Can I get a Coffee?

English people who say this are cunts.

I swear you can’t go in to a coffee shop now without hearing some cunt say, “Can I GET a skinny latte”? What happened to “Can I have a coffee, please”?

This is England, you cunts. Stop this pretentious bollocks please, as it boils my piss every time I hear it. It doesn’t make you sound cool or trendy, it just makes you sound like a cunt. Fair play if you live in the Big Apple or you’re in ‘Friends’, but unfortunately you’re not.

You’re just some fat cunt in a shit coffee shop in the UK.

Nominated by Cunty mcfuckwit

75 thoughts on “Can I get a Coffee?

  1. I prefer ‘gis a cuppa tea’ said in the manner of Lionel Jeffries.

    It’s hipster-speak i cant stand.
    ‘Sssooo, can i get a skinny mochacino shake?’

    No. You can get fucked, me ol’ son.

    • I was totally flabbergasted to find out that McDonalds’s stopped doing their raspberry Ripple ice shakes this month.
      So now i have to go to fucking certain coffee shops to get a cold ice drink at nearly a fiver a pop.
      Robbing fucking bastards.

    • What a pot of tea &some nice fairy cakes u mean.i know what film u mean lol !sauer kraut

  2. Never go in a coffee shop.

    Firstly I only want a cup of coffee.

    Secondly I ain’t paying more than a quid for a cup of coffee.

    Cunt shops not coffee shops.

    • What’s that advert where he says “I’ve paid more for a cup of coffee”? Anybody who pays £2 for a coffee has more money than sense. And any English person who has to use Americanisms in an effort to impress is a pathetically inadequate cunt.
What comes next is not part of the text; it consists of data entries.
use crate::geometry::Vec2;
use crate::grid::TileGrid;
use crate::raycast::{RayCaster, RayHit, PERCEPTION_RAYS_PER_QUADRANT};
use std::f32::consts::{PI, SQRT_2};
use std::ops::Range;
use std::{error::Error, fmt};

pub const RAY_COUNT: usize = 4 * PERCEPTION_RAYS_PER_QUADRANT;

/// Fixed 130-feature encoding of one frame.
///
/// Layout (indices):
/// - `0..2`   player position
/// - `2..4`   player velocity
/// - `4`      energy
/// - `5`      grounded flag
/// - `6`      distance to target
/// - `7`      bearing to target
/// - `8..10`  target position
/// - `10..70` ray distances
/// - `70..130` ray hit flags
///
/// The scaling constants below are part of the model file contract: every saved
/// model was trained against exactly this table.
pub const FEATURE_COUNT: usize = 10 + 2 * RAY_COUNT;

pub const MAX_WORLD_DISTANCE: f32 = 1350.0;
pub const MAX_VELOCITY: f32 = 240.832;
pub const MAX_ENERGY: f32 = 150.0;
pub const MAX_RAY_DISTANCE: f32 = 150.0;

/// Offset from the player's top-left corner to its center.
pub const PLAYER_HALF_EXTENT: f32 = 7.5;

pub const POSITION: Range<usize> = 0..2;
pub const VELOCITY: Range<usize> = 2..4;
pub const ENERGY: usize = 4;
pub const GROUNDED: usize = 5;
pub const TARGET_DISTANCE: usize = 6;
pub const TARGET_ANGLE: usize = 7;
pub const TARGET_POSITION: Range<usize> = 8..10;
pub const RAY_DISTANCES: Range<usize> = 10..10 + RAY_COUNT;
pub const RAY_HITS: Range<usize> = 10 + RAY_COUNT..FEATURE_COUNT;

/// Player and target state as reported by the game each tick.
#[derive(Clone, Copy, Debug, Default, PartialEq)]
pub struct WorldState {
    /// Top-left corner of the player's bounding box.
    pub player_position: Vec2,
    pub player_velocity: Vec2,
    pub energy: f32,
    pub grounded: bool,
    pub target: Vec2,
}

impl WorldState {
    pub fn player_center(&self) -> Vec2 {
        self.player_position + Vec2::new(PLAYER_HALF_EXTENT, PLAYER_HALF_EXTENT)
    }
}

#[derive(Debug, Clone, PartialEq)]
pub enum FeatureError {
    RayCount { expected: usize, actual: usize },
    Length { expected: usize, actual: usize },
    NonFinite { index: usize },
}

impl fmt::Display for FeatureError {
    fn fmt(&self, f: &mut fmt::Formatter<'_>) -> fmt::Result {
        match self {
            FeatureError::RayCount { expected, actual } => {
                write!(f, "expected {expected} ray hits, got {actual}")
            }
            FeatureError::Length { expected, actual } => {
                write!(f, "feature vector must have {expected} values, got {actual}")
            }
            FeatureError::NonFinite { index } => {
                write!(f, "feature {index} ({}) is not finite", feature_name(*index))
            }
        }
    }
}

impl Error for FeatureError {}

/// Normalized feature vector. Read-only once built.
#[derive(Clone, Debug, PartialEq)]
pub struct FeatureVector([f32; FEATURE_COUNT]);

impl FeatureVector {
    pub fn as_slice(&self) -> &[f32] {
        &self.0
    }

    pub fn to_vec(&self) -> Vec<f32> {
        self.0.to_vec()
    }

    /// Wrap values that were already normalized elsewhere.
    pub fn from_normalized(values: &[f32]) -> Result<Self, FeatureError> {
        let arr: [f32; FEATURE_COUNT] =
            values.try_into().map_err(|_| FeatureError::Length {
                expected: FEATURE_COUNT,
                actual: values.len(),
            })?;
        if let Some(index) = arr.iter().position(|v| !v.is_finite()) {
            return Err(FeatureError::NonFinite { index });
        }
        Ok(Self(arr))
    }
}

impl AsRef<[f32]> for FeatureVector {
    fn as_ref(&self) -> &[f32] {
        &self.0
    }
}

/// Build the normalized feature vector from raw game quantities.
///
/// `ray_distances` and `ray_hits` are in perception-cast order.
pub fn extract_raw(
    player_position: Vec2,
    player_velocity: Vec2,
    energy: f32,
    grounded: bool,
    target: Vec2,
    ray_distances: &[f32],
    ray_hits: &[bool],
) -> Result<FeatureVector, FeatureError> {
    for len in [ray_distances.len(), ray_hits.len()] {
        if len != RAY_COUNT {
            return Err(FeatureError::RayCount {
                expected: RAY_COUNT,
                actual: len,
            });
        }
    }

    let distance = player_position.distance(target);
    let angle = player_position.angle_to(target);

    let mut f = [0.0f32; FEATURE_COUNT];
    f[0] = player_position.x / MAX_WORLD_DISTANCE;
    f[1] = player_position.y / MAX_WORLD_DISTANCE;
    f[2] = player_velocity.x / MAX_VELOCITY;
    f[3] = player_velocity.y / MAX_VELOCITY;
    f[ENERGY] = energy / MAX_ENERGY;
    f[GROUNDED] = if grounded { 1.0 } else { 0.0 };
    f[TARGET_DISTANCE] = (distance / (MAX_WORLD_DISTANCE * SQRT_2)).min(1.0);
    f[TARGET_ANGLE] = angle / PI;
    f[8] = target.x / MAX_WORLD_DISTANCE;
    f[9] = target.y / MAX_WORLD_DISTANCE;
    for (slot, d) in f[RAY_DISTANCES].iter_mut().zip(ray_distances) {
        *slot = (d / MAX_RAY_DISTANCE).min(1.0);
    }
    for (slot, &h) in f[RAY_HITS].iter_mut().zip(ray_hits) {
        *slot = if h { 1.0 } else { 0.0 };
    }

    if let Some(index) = f.iter().position(|v| !v.is_finite()) {
        return Err(FeatureError::NonFinite { index });
    }
    Ok(FeatureVector(f))
}

/// Build the feature vector from a perception cast.
pub fn extract(
    player_position: Vec2,
    player_velocity: Vec2,
    energy: f32,
    grounded: bool,
    target: Vec2,
    rays: &[RayHit],
) -> Result<FeatureVector, FeatureError> {
    let distances: Vec<f32> = rays.iter().map(|r| r.distance).collect();
    let hits: Vec<bool> = rays.iter().map(|r| r.hit).collect();
    extract_raw(
        player_position,
        player_velocity,
        energy,
        grounded,
        target,
        &distances,
        &hits,
    )
}

/// Cast the perception rays from the player center and encode the frame.
pub fn extract_from_world(
    state: &WorldState,
    grid: &TileGrid,
    caster: &RayCaster,
) -> Result<FeatureVector, FeatureError> {
    let rays = caster.cast(state.player_center(), grid, PERCEPTION_RAYS_PER_QUADRANT);
    extract(
        state.player_position,
        state.player_velocity,
        state.energy,
        state.grounded,
        state.target,
        &rays,
    )
}

/// Inclusive range every normalized feature lies in when the raw inputs are
/// inside the world (positions in `[0, 1350]`, speed within `MAX_VELOCITY`,
/// energy within `MAX_ENERGY`).
pub fn feature_bounds(index: usize) -> (f32, f32) {
    match index {
        i if VELOCITY.contains(&i) || i == TARGET_ANGLE => (-1.0, 1.0),
        _ => (0.0, 1.0),
    }
}

/// Human-readable name of a feature slot.
pub fn feature_name(index: usize) -> String {
    match index {
        0 => "pos_x".into(),
        1 => "pos_y".into(),
        2 => "vel_x".into(),
        3 => "vel_y".into(),
        ENERGY => "energy".into(),
        GROUNDED => "is_grounded".into(),
        TARGET_DISTANCE => "dist_target".into(),
        TARGET_ANGLE => "angle_target".into(),
        8 => "target_x".into(),
        9 => "target_y".into(),
        i if RAY_DISTANCES.contains(&i) => format!("ray_dist_{}", i - RAY_DISTANCES.start),
        i if RAY_HITS.contains(&i) => format!("ray_hit_{}", i - RAY_HITS.start),
        i => format!("feature_{i}"),
    }
}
    • Fuck all coffee shops. Out here the 7-Elevens sell coffee for one dollar. Their shops are often attached to service stations so I sometimes buy one when I fill up with petrol. The coffee is made on a self-service machine so there is no need to speak with a barista sporting a man bun or a Che Guevara tee shirt (murderous cunt). Beans are ground each time a coffee is made and the machine also spoofs out frothy milk. Another bonus is that if I run the cycle twice and choose espresso the second time I “can get” a double shot in my standard size (paper, unfortunately) cup. There are larger sizes for cunts. The foreigner behind the till at my local servo has never asked me for two dollars.
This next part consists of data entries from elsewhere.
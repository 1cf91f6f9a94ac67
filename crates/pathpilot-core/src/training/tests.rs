use super::*;
use crate::matrix::Matrix;
use crate::nn::{Activation, Dense};
use rand::Rng;

fn quiet_config() -> TrainingConfig {
    TrainingConfig {
        batch_size: 16,
        epochs: 5,
        learning_rate: 0.01,
        validation_split: 0.2,
        early_stopping_patience: 0,
        augment_noise_std: None,
        min_delta: 0.0,
        checkpoint_every: 0,
        ..TrainingConfig::default()
    }
}

fn linear_samples(n: usize, seed: u64) -> Vec<Sample> {
    let mut rng = ChaCha12Rng::seed_from_u64(seed);
    (0..n)
        .map(|_| {
            let x0: f32 = rng.random_range(-1.0..1.0);
            let x1: f32 = rng.random_range(-1.0..1.0);
            Sample {
                input: vec![x0, x1],
                target: vec![0.5 * x0 - 0.3 * x1],
            }
        })
        .collect()
}

fn two_two_one() -> Network {
    let hidden = Dense {
        weights: Matrix::from_vec(2, 2, vec![0.5, -0.4, 0.3, 0.8]).unwrap(),
        bias: vec![0.1, 0.2],
        activation: Activation::Relu,
    };
    let out = Dense {
        weights: Matrix::from_vec(2, 1, vec![0.7, -0.6]).unwrap(),
        bias: vec![0.05],
        activation: Activation::Linear,
    };
    Network::from_layers(vec![hidden, out]).unwrap()
}

#[test]
fn backprop_matches_finite_differences() {
    let net = two_two_one();
    let input = [1.0, 0.5];
    let target = [0.3];

    let mut grads = Gradients::zeros_like(&net);
    net.accumulate_mse(&input, &target, &mut grads).unwrap();

    let eps = 1e-3;
    let numeric = |perturb: &dyn Fn(&mut Network, f32)| {
        let mut plus = net.clone();
        perturb(&mut plus, eps);
        let mut minus = net.clone();
        perturb(&mut minus, -eps);
        (plus.mse(&input, &target).unwrap() - minus.mse(&input, &target).unwrap()) / (2.0 * eps)
    };

    for k in 0..2 {
        let (gw, gb) = grads.layer(k);
        for idx in 0..gw.len() {
            let n = numeric(&|m: &mut Network, d: f32| m.layers_mut()[k].weights.as_mut_slice()[idx] += d);
            let a = gw.as_slice()[idx];
            assert!((n - a).abs() < 1e-3, "layer {k} weight {idx}: numeric {n} vs analytic {a}");
        }
        for idx in 0..gb.len() {
            let n = numeric(&|m: &mut Network, d: f32| m.layers_mut()[k].bias[idx] += d);
            let a = gb[idx];
            assert!((n - a).abs() < 1e-3, "layer {k} bias {idx}: numeric {n} vs analytic {a}");
        }
    }
}

#[test]
fn learns_a_linear_target() {
    let topology = Topology::new(vec![2, 8, 1]).unwrap();
    let config = TrainingConfig {
        epochs: 200,
        ..quiet_config()
    };
    let mut trainer = Trainer::new(config, topology).unwrap();
    let samples = linear_samples(200, 3);
    let before = evaluate(trainer.network(), &samples).unwrap();

    let outcome = trainer.train_samples(samples.clone()).unwrap();
    let after = evaluate(&outcome.network, &samples).unwrap();

    assert!(after < 0.02, "loss stayed at {after}");
    let early: Vec<f32> = outcome.stats.history[..5].iter().map(|e| e.train_loss).collect();
    assert!(
        early.windows(2).all(|w| w[1] < w[0]),
        "training loss not strictly decreasing: {early:?}"
    );
    assert!(after < before / 5.0, "before {before}, after {after}");
    assert_eq!(outcome.stats.train_samples, 160);
    assert_eq!(outcome.stats.validation_samples, 40);
    assert_eq!(outcome.stats.epochs_completed, 200);
    assert!(outcome.stats.validation_accuracy.is_none());
    assert_eq!(&outcome.network, trainer.network());
}

#[test]
fn optimizer_state_carries_across_train_calls() {
    // One full batch per epoch and no validation split, so each epoch is a
    // single Adam update on the whole set.
    let config = TrainingConfig {
        batch_size: 1000,
        epochs: 1,
        validation_split: 0.0,
        ..quiet_config()
    };
    let topology = Topology::new(vec![2, 1]).unwrap();
    let samples = linear_samples(64, 21);

    let mut split = Trainer::new(config.clone(), topology.clone()).unwrap();
    split.train_samples(samples.clone()).unwrap();
    assert_eq!(split.optimizer_steps(), 1);
    split.train_samples(samples.clone()).unwrap();
    assert_eq!(split.optimizer_steps(), 2);

    let mut joined = Trainer::new(TrainingConfig { epochs: 2, ..config }, topology).unwrap();
    let outcome = joined.train_samples(samples).unwrap();
    assert_eq!(outcome.stats.best_epoch, 2);
    assert_eq!(joined.optimizer_steps(), 2);

    let a = split.network().layers()[0].weights.as_slice();
    let b = joined.network().layers()[0].weights.as_slice();
    for (x, y) in a.iter().zip(b) {
        assert!((x - y).abs() < 1e-5, "split {a:?} vs joined {b:?}");
    }

    split.reinitialize();
    assert_eq!(split.optimizer_steps(), 0);
}

#[test]
fn same_seed_same_network() {
    let run = || {
        let mut t = Trainer::new(quiet_config(), Topology::new(vec![2, 4, 1]).unwrap()).unwrap();
        t.train_samples(linear_samples(50, 9)).unwrap().network
    };
    assert_eq!(run(), run());
}

#[test]
fn empty_input_is_no_data() {
    let mut t = Trainer::new(quiet_config(), Topology::new(vec![2, 1]).unwrap()).unwrap();
    assert!(matches!(t.train(&[]), Err(TrainError::NoData)));
    assert!(matches!(
        t.train(&[Episode::default()]),
        Err(TrainError::NoData)
    ));
}

#[test]
fn wrong_sample_shape_is_rejected() {
    let mut t = Trainer::new(quiet_config(), Topology::new(vec![2, 1]).unwrap()).unwrap();
    let mut samples = linear_samples(4, 1);
    samples[2].input.push(0.0);
    match t.train_samples(samples) {
        Err(TrainError::DimensionMismatch {
            sample,
            expected,
            actual,
        }) => {
            assert_eq!(sample, 2);
            assert_eq!(expected, (2, 1));
            assert_eq!(actual, (3, 1));
        }
        other => panic!("expected dimension mismatch, got {other:?}"),
    }
}

#[test]
fn cancelled_before_first_batch() {
    let mut t = Trainer::new(quiet_config(), Topology::new(vec![2, 1]).unwrap()).unwrap();
    t.cancel_token().cancel();
    assert!(matches!(
        t.train_samples(linear_samples(20, 2)),
        Err(TrainError::Cancelled { epoch: 1 })
    ));
}

#[test]
fn nan_target_is_reported() {
    let mut t = Trainer::new(
        TrainingConfig {
            validation_split: 0.0,
            ..quiet_config()
        },
        Topology::new(vec![2, 1]).unwrap(),
    )
    .unwrap();
    let mut samples = linear_samples(8, 4);
    samples[0].target[0] = f32::NAN;
    assert!(matches!(
        t.train_samples(samples),
        Err(TrainError::NonFinite { epoch: 1, .. })
    ));
}

#[test]
fn negligible_improvement_does_not_reset_patience() {
    // At this learning rate each epoch improves the loss by far less than the
    // default margin, so only epoch 1 counts as progress.
    let config = TrainingConfig {
        epochs: 100,
        learning_rate: 1e-7,
        early_stopping_patience: 3,
        min_delta: crate::config::DEFAULT_MIN_DELTA,
        ..quiet_config()
    };
    let mut t = Trainer::new(config, Topology::new(vec![2, 4, 1]).unwrap()).unwrap();
    let outcome = t.train_samples(linear_samples(64, 5)).unwrap();
    assert!(outcome.stats.stopped_early);
    assert_eq!(outcome.stats.best_epoch, 1);
    assert_eq!(outcome.stats.epochs_completed, 4);
}

#[test]
fn early_stopping_after_patience() {
    let config = TrainingConfig {
        epochs: 100,
        early_stopping_patience: 3,
        // Nothing after the first epoch can beat the best by this much.
        min_delta: 10.0,
        ..quiet_config()
    };
    let mut t = Trainer::new(config, Topology::new(vec![2, 4, 1]).unwrap()).unwrap();
    let outcome = t.train_samples(linear_samples(40, 5)).unwrap();
    assert!(outcome.stats.stopped_early);
    assert_eq!(outcome.stats.best_epoch, 1);
    assert_eq!(outcome.stats.epochs_completed, 4);
    assert_eq!(outcome.stats.history.len(), 4);
    assert!(outcome.stats.history[0].improved);
    assert!(outcome.stats.history[1..].iter().all(|e| !e.improved));
}

#[test]
fn empty_validation_split_uses_training_loss() {
    let config = TrainingConfig {
        validation_split: 0.0,
        epochs: 3,
        ..quiet_config()
    };
    let mut t = Trainer::new(config, Topology::new(vec![2, 4, 1]).unwrap()).unwrap();
    let outcome = t.train_samples(linear_samples(30, 6)).unwrap();
    assert_eq!(outcome.stats.validation_samples, 0);
    for e in &outcome.stats.history {
        assert_eq!(e.train_loss, e.validation_loss);
    }
}

#[test]
fn checkpoints_are_written_and_best_is_restored() {
    let dir = tempfile::tempdir().unwrap();
    let topology = Topology::new(vec![2, 4, 1]).unwrap();
    let config = TrainingConfig {
        epochs: 4,
        checkpoint_every: 2,
        checkpoint_dir: Some(dir.path().to_path_buf()),
        ..quiet_config()
    };
    let mut t = Trainer::new(config, topology.clone()).unwrap();
    let outcome = t.train_samples(linear_samples(40, 7)).unwrap();

    assert!(dir.path().join("model_epoch_2.bin").exists());
    assert!(dir.path().join("model_epoch_4.bin").exists());
    assert!(!dir.path().join("model_epoch_3.bin").exists());
    let best = codec::load_file(best_model_path(dir.path()), &topology).unwrap();
    assert_eq!(best, outcome.network);
}

#[test]
fn unwritable_checkpoint_dir_is_an_error() {
    let file = tempfile::NamedTempFile::new().unwrap();
    let config = TrainingConfig {
        checkpoint_dir: Some(file.path().to_path_buf()),
        ..quiet_config()
    };
    let mut t = Trainer::new(config, Topology::new(vec![2, 1]).unwrap()).unwrap();
    let err = t.train_samples(linear_samples(10, 8)).unwrap_err();
    assert!(matches!(err, TrainError::Checkpoint(_)));
    assert!(err.source().is_some());
}

#[test]
fn action_samples_report_accuracy() {
    let mut rng = ChaCha12Rng::seed_from_u64(10);
    let samples: Vec<Sample> = (0..60)
        .map(|_| {
            let action = Action::random(&mut rng);
            let mut input = vec![0.0; 4];
            input[(action.move_x + 1) as usize] = 1.0;
            input[3] = if action.use_energy { 1.0 } else { 0.0 };
            Sample {
                input,
                target: action.to_target().to_vec(),
            }
        })
        .collect();
    let config = TrainingConfig {
        epochs: 300,
        ..quiet_config()
    };
    let mut t = Trainer::new(config, Topology::new(vec![4, 16, 2]).unwrap()).unwrap();
    let outcome = t.train_samples(samples).unwrap();
    let accuracy = outcome.stats.validation_accuracy.unwrap();
    assert!(accuracy > 0.9, "accuracy {accuracy}");
}

#[test]
fn invalid_config_is_rejected_up_front() {
    let config = TrainingConfig {
        batch_size: 0,
        ..TrainingConfig::default()
    };
    assert!(matches!(
        Trainer::new(config, Topology::standard()),
        Err(TrainError::Config(TrainingConfigError::InvalidBatchSize))
    ));
}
  3. Arrrgghhhh I forking cannot stand the “can I get…?”
    It makes my water boil hotter than a kettle!!!

  4. If “Ho, menial, a coffee.” was good enough for Addison, it’s good enough for me. No need to specify, “tarry, full of grounds and kept on the hob all morning”, either. That was all that was on offer in his time. The craic was considerably better than a Costa, too…

    https://www.telegraph.co.uk/travel/destinations/europe/united-kingdom/england/london/articles/London-cafes-the-surprising-history-of-Londons-lost-coffeehouses/

    Skinny fucking latte indeed. Cunts.

    • A happy recent memory was going into a sports centre cafe and being told that the “machine” wasn’t working and would I mind an instant coffee? Fucking hallelujah – yes, I fucking would.

    • I’ve heard educated, professional people using these expressions. Can I get, take out, to go, it impacted me, on the weekend.
      FUCKWITS!

    • My father-in-law was a shipyard worker in Scotland. Shipyard tea was his very own rocket fuel. Tea boiled and boiled with sugar until it was like tar, then a good tot of whiskey.

      • Its the only way to drink tea. In the Navy we called it a “Chief stokers brew” – mashed and stewed to the point the spoon can stand straight in the middle of the full pint pot. My quip when asked how I like my tea – like my women, strong white with two.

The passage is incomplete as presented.